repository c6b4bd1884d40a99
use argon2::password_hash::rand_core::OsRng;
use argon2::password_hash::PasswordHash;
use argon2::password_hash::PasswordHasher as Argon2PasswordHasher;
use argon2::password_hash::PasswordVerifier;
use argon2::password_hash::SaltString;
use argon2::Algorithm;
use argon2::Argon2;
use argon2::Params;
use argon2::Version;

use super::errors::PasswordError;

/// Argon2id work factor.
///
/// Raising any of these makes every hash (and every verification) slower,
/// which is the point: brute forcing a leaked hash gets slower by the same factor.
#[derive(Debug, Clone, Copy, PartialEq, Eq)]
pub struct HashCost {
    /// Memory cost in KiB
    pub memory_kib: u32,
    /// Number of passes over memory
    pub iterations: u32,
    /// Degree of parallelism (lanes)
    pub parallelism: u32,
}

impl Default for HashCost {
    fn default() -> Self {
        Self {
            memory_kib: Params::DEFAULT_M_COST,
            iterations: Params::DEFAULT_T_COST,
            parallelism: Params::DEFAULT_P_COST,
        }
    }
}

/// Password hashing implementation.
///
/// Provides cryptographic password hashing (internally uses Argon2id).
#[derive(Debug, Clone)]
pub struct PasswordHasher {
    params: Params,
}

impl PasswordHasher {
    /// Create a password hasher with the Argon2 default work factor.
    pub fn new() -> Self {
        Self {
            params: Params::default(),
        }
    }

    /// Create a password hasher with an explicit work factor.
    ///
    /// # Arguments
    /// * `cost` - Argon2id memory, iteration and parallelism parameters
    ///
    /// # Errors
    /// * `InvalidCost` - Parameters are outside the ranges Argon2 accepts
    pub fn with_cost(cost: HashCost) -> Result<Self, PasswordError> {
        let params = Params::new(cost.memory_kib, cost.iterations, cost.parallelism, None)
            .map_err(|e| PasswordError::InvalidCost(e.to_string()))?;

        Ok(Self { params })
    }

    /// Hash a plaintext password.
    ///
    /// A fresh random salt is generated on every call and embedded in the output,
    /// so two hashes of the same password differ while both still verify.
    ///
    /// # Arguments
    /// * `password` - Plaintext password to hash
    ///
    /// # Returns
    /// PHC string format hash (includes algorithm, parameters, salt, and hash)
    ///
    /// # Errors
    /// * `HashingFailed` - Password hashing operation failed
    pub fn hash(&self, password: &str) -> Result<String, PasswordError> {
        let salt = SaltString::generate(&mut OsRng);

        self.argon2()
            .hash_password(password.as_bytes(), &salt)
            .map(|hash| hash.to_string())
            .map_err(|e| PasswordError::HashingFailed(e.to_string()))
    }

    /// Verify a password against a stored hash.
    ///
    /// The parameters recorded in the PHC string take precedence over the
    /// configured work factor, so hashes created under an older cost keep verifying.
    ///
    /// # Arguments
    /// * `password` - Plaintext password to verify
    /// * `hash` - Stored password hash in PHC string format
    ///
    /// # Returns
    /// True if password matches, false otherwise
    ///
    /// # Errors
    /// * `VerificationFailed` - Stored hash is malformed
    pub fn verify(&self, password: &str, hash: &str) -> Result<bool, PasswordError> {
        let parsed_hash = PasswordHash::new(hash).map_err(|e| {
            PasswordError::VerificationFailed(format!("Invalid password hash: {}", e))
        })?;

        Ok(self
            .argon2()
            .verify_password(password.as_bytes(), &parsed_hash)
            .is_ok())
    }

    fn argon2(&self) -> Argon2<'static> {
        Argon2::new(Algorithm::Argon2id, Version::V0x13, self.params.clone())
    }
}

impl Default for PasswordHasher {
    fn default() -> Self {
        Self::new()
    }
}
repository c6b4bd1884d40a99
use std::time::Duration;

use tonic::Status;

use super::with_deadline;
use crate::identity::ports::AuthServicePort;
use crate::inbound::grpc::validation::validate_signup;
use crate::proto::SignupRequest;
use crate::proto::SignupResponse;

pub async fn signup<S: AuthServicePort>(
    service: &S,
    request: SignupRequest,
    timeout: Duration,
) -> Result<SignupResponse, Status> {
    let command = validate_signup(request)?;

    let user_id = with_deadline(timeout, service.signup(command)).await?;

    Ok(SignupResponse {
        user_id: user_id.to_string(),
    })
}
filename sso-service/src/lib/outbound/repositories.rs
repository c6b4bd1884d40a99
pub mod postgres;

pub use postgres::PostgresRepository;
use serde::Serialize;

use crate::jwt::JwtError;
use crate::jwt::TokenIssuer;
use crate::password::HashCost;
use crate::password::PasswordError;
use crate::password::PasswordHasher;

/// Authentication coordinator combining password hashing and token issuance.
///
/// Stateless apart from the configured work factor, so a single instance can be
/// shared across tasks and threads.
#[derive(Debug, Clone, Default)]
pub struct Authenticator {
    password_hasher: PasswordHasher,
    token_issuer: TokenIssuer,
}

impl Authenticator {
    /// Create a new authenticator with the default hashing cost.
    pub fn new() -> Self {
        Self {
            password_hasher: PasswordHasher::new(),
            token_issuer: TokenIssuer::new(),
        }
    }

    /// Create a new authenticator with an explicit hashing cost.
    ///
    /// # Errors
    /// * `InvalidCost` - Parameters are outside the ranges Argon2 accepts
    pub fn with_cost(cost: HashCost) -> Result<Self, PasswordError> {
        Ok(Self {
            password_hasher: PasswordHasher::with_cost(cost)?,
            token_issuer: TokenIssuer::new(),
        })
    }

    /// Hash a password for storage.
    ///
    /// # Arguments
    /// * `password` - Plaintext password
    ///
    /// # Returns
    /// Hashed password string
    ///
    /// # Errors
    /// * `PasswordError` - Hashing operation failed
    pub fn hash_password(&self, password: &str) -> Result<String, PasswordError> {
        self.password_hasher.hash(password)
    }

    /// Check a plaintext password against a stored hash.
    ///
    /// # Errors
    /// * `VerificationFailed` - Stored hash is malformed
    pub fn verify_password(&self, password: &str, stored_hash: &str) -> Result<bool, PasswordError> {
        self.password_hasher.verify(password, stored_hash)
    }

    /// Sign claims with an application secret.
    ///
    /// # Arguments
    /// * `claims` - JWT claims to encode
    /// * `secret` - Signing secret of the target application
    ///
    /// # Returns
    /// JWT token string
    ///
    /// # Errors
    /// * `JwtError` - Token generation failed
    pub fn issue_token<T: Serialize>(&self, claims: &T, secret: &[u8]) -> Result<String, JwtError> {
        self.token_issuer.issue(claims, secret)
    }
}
---
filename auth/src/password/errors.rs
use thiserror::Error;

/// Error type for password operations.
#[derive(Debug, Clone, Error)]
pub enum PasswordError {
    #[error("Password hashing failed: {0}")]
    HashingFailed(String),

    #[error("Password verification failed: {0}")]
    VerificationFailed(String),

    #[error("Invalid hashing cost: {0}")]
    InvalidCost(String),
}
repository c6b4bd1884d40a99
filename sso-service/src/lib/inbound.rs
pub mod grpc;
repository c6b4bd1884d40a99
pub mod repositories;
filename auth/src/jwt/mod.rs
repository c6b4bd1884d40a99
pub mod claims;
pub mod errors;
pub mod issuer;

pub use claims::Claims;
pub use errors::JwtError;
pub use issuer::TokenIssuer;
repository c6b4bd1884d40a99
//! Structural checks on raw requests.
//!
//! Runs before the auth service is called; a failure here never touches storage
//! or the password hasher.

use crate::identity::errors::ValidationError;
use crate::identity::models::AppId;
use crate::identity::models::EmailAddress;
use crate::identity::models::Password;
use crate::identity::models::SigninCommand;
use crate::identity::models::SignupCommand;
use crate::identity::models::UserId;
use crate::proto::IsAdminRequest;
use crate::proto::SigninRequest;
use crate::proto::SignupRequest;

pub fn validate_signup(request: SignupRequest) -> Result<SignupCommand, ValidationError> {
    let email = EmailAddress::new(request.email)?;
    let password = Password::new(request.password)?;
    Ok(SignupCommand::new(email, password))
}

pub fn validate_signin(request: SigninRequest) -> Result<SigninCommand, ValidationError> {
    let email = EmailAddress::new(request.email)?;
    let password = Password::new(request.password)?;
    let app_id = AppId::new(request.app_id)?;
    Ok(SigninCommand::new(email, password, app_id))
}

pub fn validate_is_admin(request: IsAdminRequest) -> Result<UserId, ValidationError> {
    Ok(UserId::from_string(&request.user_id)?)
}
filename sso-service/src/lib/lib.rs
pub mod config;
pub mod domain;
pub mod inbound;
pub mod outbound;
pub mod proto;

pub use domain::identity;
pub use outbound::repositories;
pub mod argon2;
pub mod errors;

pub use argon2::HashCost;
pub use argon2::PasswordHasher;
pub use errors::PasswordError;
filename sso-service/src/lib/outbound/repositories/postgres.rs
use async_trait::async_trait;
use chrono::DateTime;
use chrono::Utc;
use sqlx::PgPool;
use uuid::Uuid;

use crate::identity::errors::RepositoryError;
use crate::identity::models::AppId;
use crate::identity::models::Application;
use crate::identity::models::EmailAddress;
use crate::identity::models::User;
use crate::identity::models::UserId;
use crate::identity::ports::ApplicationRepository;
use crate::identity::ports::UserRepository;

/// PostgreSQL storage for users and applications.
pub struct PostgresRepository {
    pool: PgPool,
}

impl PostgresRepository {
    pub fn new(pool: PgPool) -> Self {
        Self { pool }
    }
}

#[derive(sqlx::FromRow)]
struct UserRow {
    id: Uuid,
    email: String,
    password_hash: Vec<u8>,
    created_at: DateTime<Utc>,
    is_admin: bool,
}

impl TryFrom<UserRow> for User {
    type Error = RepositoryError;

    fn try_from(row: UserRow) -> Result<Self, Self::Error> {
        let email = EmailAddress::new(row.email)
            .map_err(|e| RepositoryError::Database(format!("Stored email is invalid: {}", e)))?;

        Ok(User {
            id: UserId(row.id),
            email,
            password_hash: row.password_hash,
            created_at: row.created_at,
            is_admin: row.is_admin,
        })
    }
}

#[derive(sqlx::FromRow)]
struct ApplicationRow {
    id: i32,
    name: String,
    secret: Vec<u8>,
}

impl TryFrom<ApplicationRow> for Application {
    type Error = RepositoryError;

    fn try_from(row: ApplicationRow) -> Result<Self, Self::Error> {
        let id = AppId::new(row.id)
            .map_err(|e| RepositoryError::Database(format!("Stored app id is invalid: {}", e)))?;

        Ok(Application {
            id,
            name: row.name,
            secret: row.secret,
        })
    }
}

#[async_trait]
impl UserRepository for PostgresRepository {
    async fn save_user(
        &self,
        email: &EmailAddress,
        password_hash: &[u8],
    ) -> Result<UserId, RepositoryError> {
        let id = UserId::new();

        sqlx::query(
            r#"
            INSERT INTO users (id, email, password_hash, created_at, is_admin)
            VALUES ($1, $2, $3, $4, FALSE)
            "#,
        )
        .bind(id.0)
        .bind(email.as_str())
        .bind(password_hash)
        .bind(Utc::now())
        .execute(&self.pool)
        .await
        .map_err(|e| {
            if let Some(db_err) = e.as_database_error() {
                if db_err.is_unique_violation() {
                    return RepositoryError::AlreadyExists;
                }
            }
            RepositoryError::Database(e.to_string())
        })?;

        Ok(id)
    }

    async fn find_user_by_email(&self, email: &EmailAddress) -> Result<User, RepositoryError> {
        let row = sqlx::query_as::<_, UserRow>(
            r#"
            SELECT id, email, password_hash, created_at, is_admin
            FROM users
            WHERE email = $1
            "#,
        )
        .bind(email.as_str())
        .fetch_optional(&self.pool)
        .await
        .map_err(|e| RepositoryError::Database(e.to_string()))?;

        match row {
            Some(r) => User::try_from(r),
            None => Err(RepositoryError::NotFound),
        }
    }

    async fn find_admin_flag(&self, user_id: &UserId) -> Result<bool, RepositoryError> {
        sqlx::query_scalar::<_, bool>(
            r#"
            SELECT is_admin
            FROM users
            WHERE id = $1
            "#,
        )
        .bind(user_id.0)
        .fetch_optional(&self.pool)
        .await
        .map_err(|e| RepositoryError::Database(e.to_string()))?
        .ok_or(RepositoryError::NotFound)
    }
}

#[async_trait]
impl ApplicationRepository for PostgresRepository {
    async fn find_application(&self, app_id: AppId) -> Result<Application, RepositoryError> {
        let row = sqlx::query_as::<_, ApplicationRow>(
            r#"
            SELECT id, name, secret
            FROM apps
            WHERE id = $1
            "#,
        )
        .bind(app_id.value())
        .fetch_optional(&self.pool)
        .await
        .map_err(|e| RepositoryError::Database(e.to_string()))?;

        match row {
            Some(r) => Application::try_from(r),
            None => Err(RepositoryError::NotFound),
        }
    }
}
* * *
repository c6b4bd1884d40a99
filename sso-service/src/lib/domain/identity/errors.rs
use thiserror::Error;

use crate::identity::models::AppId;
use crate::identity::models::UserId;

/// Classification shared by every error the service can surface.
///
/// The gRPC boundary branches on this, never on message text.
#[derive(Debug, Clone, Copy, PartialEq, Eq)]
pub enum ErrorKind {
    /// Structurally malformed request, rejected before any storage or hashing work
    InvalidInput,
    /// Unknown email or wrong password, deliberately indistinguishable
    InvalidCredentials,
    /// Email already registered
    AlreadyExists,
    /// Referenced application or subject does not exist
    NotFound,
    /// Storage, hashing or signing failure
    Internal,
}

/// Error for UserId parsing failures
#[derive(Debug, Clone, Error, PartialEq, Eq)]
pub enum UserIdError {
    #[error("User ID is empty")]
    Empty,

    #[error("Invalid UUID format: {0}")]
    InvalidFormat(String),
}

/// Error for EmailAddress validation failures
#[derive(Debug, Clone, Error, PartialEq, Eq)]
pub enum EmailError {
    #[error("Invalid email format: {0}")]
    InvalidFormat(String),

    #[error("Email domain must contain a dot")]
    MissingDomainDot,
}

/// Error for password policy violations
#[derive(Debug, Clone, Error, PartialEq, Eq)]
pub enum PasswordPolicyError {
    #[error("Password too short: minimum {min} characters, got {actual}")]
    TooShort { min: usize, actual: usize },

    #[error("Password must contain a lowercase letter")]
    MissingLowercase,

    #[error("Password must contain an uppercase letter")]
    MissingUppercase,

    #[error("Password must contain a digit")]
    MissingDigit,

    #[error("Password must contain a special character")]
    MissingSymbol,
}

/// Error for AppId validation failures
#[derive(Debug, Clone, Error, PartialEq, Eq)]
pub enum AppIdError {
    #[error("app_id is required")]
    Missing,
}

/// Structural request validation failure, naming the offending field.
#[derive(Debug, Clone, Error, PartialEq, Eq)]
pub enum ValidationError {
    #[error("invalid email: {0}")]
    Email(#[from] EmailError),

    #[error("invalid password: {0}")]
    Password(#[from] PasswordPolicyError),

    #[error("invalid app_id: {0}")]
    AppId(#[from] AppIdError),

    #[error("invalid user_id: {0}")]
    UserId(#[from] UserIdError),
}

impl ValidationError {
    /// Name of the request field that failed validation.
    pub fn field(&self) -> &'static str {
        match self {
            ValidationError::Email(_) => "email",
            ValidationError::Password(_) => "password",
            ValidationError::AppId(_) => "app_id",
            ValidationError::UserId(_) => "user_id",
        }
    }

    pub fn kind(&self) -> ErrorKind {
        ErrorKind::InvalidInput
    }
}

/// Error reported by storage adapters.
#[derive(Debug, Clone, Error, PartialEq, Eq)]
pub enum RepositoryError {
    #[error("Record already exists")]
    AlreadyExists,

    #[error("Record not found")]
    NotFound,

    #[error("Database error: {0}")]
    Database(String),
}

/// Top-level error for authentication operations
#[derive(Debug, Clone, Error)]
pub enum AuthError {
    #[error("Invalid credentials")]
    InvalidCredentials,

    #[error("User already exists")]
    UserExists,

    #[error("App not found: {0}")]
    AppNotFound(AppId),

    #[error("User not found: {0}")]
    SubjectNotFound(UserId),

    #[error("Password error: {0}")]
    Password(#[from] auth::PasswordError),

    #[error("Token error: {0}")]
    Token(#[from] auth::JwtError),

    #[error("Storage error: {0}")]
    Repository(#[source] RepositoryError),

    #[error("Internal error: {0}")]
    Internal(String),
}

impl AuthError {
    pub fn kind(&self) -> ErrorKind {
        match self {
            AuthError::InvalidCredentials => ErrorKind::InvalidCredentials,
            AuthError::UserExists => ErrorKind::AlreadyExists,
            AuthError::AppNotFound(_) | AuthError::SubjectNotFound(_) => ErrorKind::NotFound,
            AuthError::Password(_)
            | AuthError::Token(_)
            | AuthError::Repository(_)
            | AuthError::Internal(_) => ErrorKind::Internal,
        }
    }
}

▶ Problem details
Search the records for the word "EmailError" and return every line that holds it.

▶ Answer
pub enum EmailError {
    Email(#[from] EmailError),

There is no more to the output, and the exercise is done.